But even on this dark day, there is reason for hope. Last week, the Ohio Supreme Court overturned a congressional districting map created by the Ohio legislature, which is controlled by Republicans. See MSN, “Ohio Supreme Court rejects GOP-drawn congressional map as unfairly partisan.” The victory came in two lawsuits filed by organizations that seek to protect voting rights. The first suit was filed by Marc Elias’s law firm, in conjunction with Democracy Docket. The second suit was filed by the League of Women Voters of Ohio. Both of those organizations deserve our thanks and support for bringing lawsuits that protect voting rights where state legislatures engage in gerrymandering.
Democracy Docket has a newsletter that can keep you informed of legal challenges to gerrymandering. Subscribing to the newsletter is a good way to keep abreast of developments in the area—and to learn of victories real-time. And litigation is expensive. Consider supporting the work of Democracy Docket and the League of Women Voters.

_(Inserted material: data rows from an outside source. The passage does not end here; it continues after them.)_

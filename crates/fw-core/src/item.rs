use std::fmt;

use serde::{Deserialize, Serialize};

/// A world object that can be examined and, unless fixed, carried.
///
/// Items are created once at load time and owned by exactly one
/// container — a location's item map or the player's — at any moment.
/// Moving an item moves the owned value between those maps, never a copy.
#[derive(Debug, Clone, Serialize, Deserialize)]
pub struct Item {
    /// Display name; unique across the whole world at load time.
    pub name: String,
    /// Free-text description shown by `look <item>`.
    pub description: String,
    /// Alternative names the item answers to, stored lowercased.
    pub aliases: Vec<String>,
    /// When set, the item cannot be taken and the message says why.
    pub fixed: Option<String>,
    /// Hidden items are left out of a location's visible listing but
    /// still resolve by exact name or alias.
    pub hidden: bool,
}

impl Item {
    /// Create a movable, visible item with an empty description.
    pub fn new(name: impl Into<String>) -> Self {
        Self {
            name: name.into(),
            description: String::new(),
            aliases: Vec::new(),
            fixed: None,
            hidden: false,
        }
    }

    /// Register additional names; callers pass them already lowercased.
    pub fn add_aliases(&mut self, aliases: impl IntoIterator<Item = String>) {
        self.aliases.extend(aliases);
    }

    /// The item's raw description text.
    pub fn describe(&self) -> &str {
        &self.description
    }

    /// True when `query` (already lowercased) is the item's name or one
    /// of its aliases.
    pub fn answers_to(&self, query: &str) -> bool {
        self.name.to_lowercase() == query || self.aliases.iter().any(|a| a == query)
    }
}

impl fmt::Display for Item {
    fn fmt(&self, f: &mut fmt::Formatter<'_>) -> fmt::Result {
        write!(f, "{}", self.name)
    }
}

Legal challenges will not overcome all efforts at voter suppression by Republicans. But every victory is important, bringing us one step closer to equal rights under the law and proportionate representation in Congress. Efforts to reform the filibuster suffered a temporary setback today, but the victory in Ohio is proof that we have other paths to success. Of course, voter suppression can always be overcome by voter turnout—which can be increased through hard work. We can do that. We did it in 2018 and 2020. Let’s do it again!
Talk to you tomorrow!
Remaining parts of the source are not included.